| Konu: | Mehmet Akif Ersoy'u Anma Haftası'na ilişkin gündem dışı konuşması |
| Yasama Yılı: | 4 |
| Birleşim: | 37 |
| Tarih: | 23.12.2020 |
HALİL ETYEMEZ (Konya) - Sayın Başkan, değerli milletvekilleri; Mehmet Akif Ersoy'u anma haftası nedeniyle gündem dışı söz almış bulunmaktayım. Genel Kurulu saygıyla selamlıyorum. (AK PARTİ sıralarından alkışlar)

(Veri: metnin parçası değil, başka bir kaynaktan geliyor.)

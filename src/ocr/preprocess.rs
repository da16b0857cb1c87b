//! Binarization ahead of text recognition.
//!
//! The pipeline is grayscale, a 3x3 Gaussian blur, then an adaptive Gaussian
//! threshold. The blur mirrors the image at its borders without repeating the
//! edge pixel; the threshold's local mean replicates the edge pixel.

use crate::image::RasterBuffer;
use crate::util::StitchResult;

/// Neighbourhood size of the adaptive threshold.
pub const THRESHOLD_BLOCK: usize = 11;
/// Constant subtracted from the local mean.
pub const THRESHOLD_C: i32 = 2;

/// Returns a normalized 1D Gaussian kernel.
///
/// With a non-positive `sigma`, sizes up to 7 use the fixed binomial taps and
/// larger sizes derive sigma as `0.3 * ((size - 1) * 0.5 - 1) + 0.8`.
pub fn gaussian_kernel(size: usize, sigma: f32) -> Vec<f32> {
    let size = size.max(1) | 1;
    if sigma <= 0.0 {
        match size {
            1 => return vec![1.0],
            3 => return vec![0.25, 0.5, 0.25],
            5 => return vec![0.0625, 0.25, 0.375, 0.25, 0.0625],
            7 => {
                return vec![
                    0.03125, 0.109375, 0.21875, 0.28125, 0.21875, 0.109375, 0.03125,
                ]
            }
            _ => {}
        }
    }
    let sigma = if sigma > 0.0 {
        sigma
    } else {
        0.3 * ((size as f32 - 1.0) * 0.5 - 1.0) + 0.8
    };
    let half = (size / 2) as f32;
    let mut kernel: Vec<f32> = (0..size)
        .map(|i| {
            let d = i as f32 - half;
            (-(d * d) / (2.0 * sigma * sigma)).exp()
        })
        .collect();
    let sum: f32 = kernel.iter().sum();
    for k in &mut kernel {
        *k /= sum;
    }
    kernel
}

/// How samples outside the image are read.
#[derive(Clone, Copy, Debug, PartialEq, Eq)]
enum Border {
    /// `dcb|abcd|cba`
    Reflect101,
    /// `aaa|abcd|ddd`
    Replicate,
}

impl Border {
    fn index(self, i: isize, len: usize) -> usize {
        let last = len as isize - 1;
        match self {
            Border::Replicate => i.clamp(0, last) as usize,
            Border::Reflect101 if last == 0 => 0,
            Border::Reflect101 => {
                let period = 2 * last;
                let i = i.rem_euclid(period);
                (if i > last { period - i } else { i }) as usize
            }
        }
    }
}

/// Separable convolution of a single-channel buffer, returning `f32` samples.
fn convolve(
    data: &[u8],
    width: usize,
    height: usize,
    kernel: &[f32],
    border: Border,
) -> Vec<f32> {
    let half = (kernel.len() / 2) as isize;
    let at = |v: isize, len: usize| border.index(v, len);

    let mut horizontal = vec![0.0f32; width * height];
    for y in 0..height {
        let row = &data[y * width..(y + 1) * width];
        for x in 0..width {
            let mut acc = 0.0f32;
            for (k, &w) in kernel.iter().enumerate() {
                let sx = at(x as isize + k as isize - half, width);
                acc += w * f32::from(row[sx]);
            }
            horizontal[y * width + x] = acc;
        }
    }

    let mut out = vec![0.0f32; width * height];
    for y in 0..height {
        for x in 0..width {
            let mut acc = 0.0f32;
            for (k, &w) in kernel.iter().enumerate() {
                let sy = at(y as isize + k as isize - half, height);
                acc += w * horizontal[sy * width + x];
            }
            out[y * width + x] = acc;
        }
    }
    out
}

fn to_u8(value: f32) -> u8 {
    value.round().clamp(0.0, 255.0) as u8
}

/// Blurs a raster with a Gaussian kernel of odd `size`, after converting it to
/// intensity.
pub fn gaussian_blur(
    image: &RasterBuffer,
    size: usize,
    sigma: f32,
) -> StitchResult<RasterBuffer> {
    let gray = image.to_gray();
    let kernel = gaussian_kernel(size, sigma);
    let data = convolve(
        gray.data(),
        gray.width(),
        gray.height(),
        &kernel,
        Border::Reflect101,
    )
        .into_iter()
        .map(to_u8)
        .collect();
    RasterBuffer::gray(data, gray.width(), gray.height())
}

/// Binarizes against a Gaussian-weighted local mean.
///
/// A pixel becomes 255 when it is brighter than `mean - c`, else 0.
pub fn adaptive_threshold(
    image: &RasterBuffer,
    block: usize,
    c: i32,
) -> StitchResult<RasterBuffer> {
    let gray = image.to_gray();
    let kernel = gaussian_kernel(block, 0.0);
    let means = convolve(
        gray.data(),
        gray.width(),
        gray.height(),
        &kernel,
        Border::Replicate,
    );
    let data = gray
        .data()
        .iter()
        .zip(means)
        .map(|(&v, mean)| {
            if i32::from(v) - i32::from(to_u8(mean)) > -c {
                255
            } else {
                0
            }
        })
        .collect();
    RasterBuffer::gray(data, gray.width(), gray.height())
}

/// Full OCR preprocessing: 3x3 blur then adaptive threshold.
pub fn binarize(image: &RasterBuffer) -> StitchResult<RasterBuffer> {
    let blurred = gaussian_blur(image, 3, 0.0)?;
    adaptive_threshold(&blurred, THRESHOLD_BLOCK, THRESHOLD_C)
}

#[cfg(test)]
mod tests {
    use super::{binarize, gaussian_blur, gaussian_kernel, Border};
    use crate::image::{Channels, RasterBuffer};

    #[test]
    fn kernel_is_normalized_and_symmetric() {
        let kernel = gaussian_kernel(3, 0.0);
        assert_eq!(kernel.len(), 3);
        assert!((kernel.iter().sum::<f32>() - 1.0).abs() < 1e-6);
        assert!((kernel[0] - kernel[2]).abs() < 1e-6);
        assert_eq!(kernel[0], 0.25);

        let wide = gaussian_kernel(11, 0.0);
        assert_eq!(wide.len(), 11);
        assert!(wide[5] > wide[4] && wide[4] > wide[0]);
    }

    #[test]
    fn border_modes_map_outside_indices() {
        let reflect: Vec<usize> = (-3..7).map(|i| Border::Reflect101.index(i, 4)).collect();
        assert_eq!(reflect, [3, 2, 1, 0, 1, 2, 3, 2, 1, 0]);
        let replicate: Vec<usize> = (-2..6).map(|i| Border::Replicate.index(i, 4)).collect();
        assert_eq!(replicate, [0, 0, 0, 1, 2, 3, 3, 3]);
        assert_eq!(Border::Reflect101.index(-5, 1), 0);
    }

    #[test]
    fn blur_mirrors_edges_without_repeating_them() {
        let strip = RasterBuffer::gray(vec![0, 100, 100, 100], 4, 1).unwrap();
        let blurred = gaussian_blur(&strip, 3, 0.0).unwrap();
        assert_eq!(blurred.data(), &[50, 75, 100, 100]);
    }

    #[test]
    fn flat_page_turns_white() {
        let page = RasterBuffer::filled(20, 20, Channels::Rgb, 230).unwrap();
        let out = binarize(&page).unwrap();
        assert_eq!(out.channels(), Channels::Gray);
        assert!(out.data().iter().all(|&v| v == 255));
    }

    #[test]
    fn dark_stroke_on_light_page_turns_black() {
        let mut data = vec![240u8; 21 * 21];
        for y in 8..13 {
            for x in 8..13 {
                data[y * 21 + x] = 20;
            }
        }
        let page = RasterBuffer::gray(data, 21, 21).unwrap();
        let out = binarize(&page).unwrap();
        assert_eq!(out.pixel(10, 10), Some(&[0u8][..]));
        assert_eq!(out.pixel(0, 0), Some(&[255u8][..]));
    }
}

Bir insan düşünün, tertemiz bir imana, derin bir vicdana sahip olsun; bir ömür düşünün, elem ve aşkla yoğrulmuş sadelikte hayat yaşamış olsun; bir şair düşünün, şiirini imanının haykırışıyla söylesin; bir mütefekkir düşünün, nesillerimizin ruh ve fikir işçisi olsun. İşte Mehmet Akif Ersoy böyle bir insandı. Şairliğinden öte bir inanç ve dava adamı olan Mehmet Akif Ersoy, başta İstiklal Marşı'mız olmak üzere, şiirleri ve fikirleriyle Millî Mücadele Dönemi'nde aziz milletimize güç katmıştır. Mehmet Akif, dinamik, çalışkan ve inançlı bir neslin yetişmesini hedeflemiştir. Ona göre, bilim ve güzel ahlak milletin ilerlemesi için gerekli iki güçtür. "Zulmü alkışlayamam, zalimi asla sevemem/ Gelenin keyfi için geçmişe kalkıp sövemem." dizeleri, onun bireye ve topluma verdiği çok net mesajlardır. Mehmet Akif, dünyada söz sahibi olmak istiyorsak milletimizi ve dinimizi anlamamız gerektiğini söyler. Geçmişe bakarak geleceğimizi rahat kuracağımızı anlatır. O kutlu mücadelesinde Anadolu'yu köşe bucak dolaşıp kimi zaman kürsüde kimi zaman minberde, kimi zaman meydanlarda halkı uyandırma vazifesini yerine getirmiştir. Burdur Milletvekili olarak görev yapan Mehmet Akif Ersoy, maarif ve irşat encümenlerinde de yer alarak Meclis çalışmalarına katkı sağlamıştır. Bugün milletin kürsüsünden, Gazi Meclisimizden onu konuşmak bu aziz milletin istiklali için didinip çırpındığı yılları yaşamak demektir. Mehmet Akif'in aşılamaya çalıştığı ruh Anadolu'yu uğrunda canlar feda edebilecek bir vatan hâline getiren ruhtur. 15 Temmuz 2016 yılı gecesinde devletimizin kurumlarına sızmış hain FETÖ mensuplarınca devletimizin bekası, milletimizin bağımsızlığı ele geçirilmeye çalışılmıştır. Ancak istiklal ve istikbal mücadelesinde aynı ruha sahip olan bu aziz millet buna izin vermemiştir. Çanakkale ruhu yeniden dirilmiş, Kurtuluş Savaşı ruhu yeniden canlanmıştır. Tankların önüne geçerek, kurşunların önüne atlayarak en büyük namusu bildiği bağımsızlığını teslim etmemiştir. Bugün aynı ruh beşinci kol faaliyetlerine de asla ama asla izin vermeyecektir.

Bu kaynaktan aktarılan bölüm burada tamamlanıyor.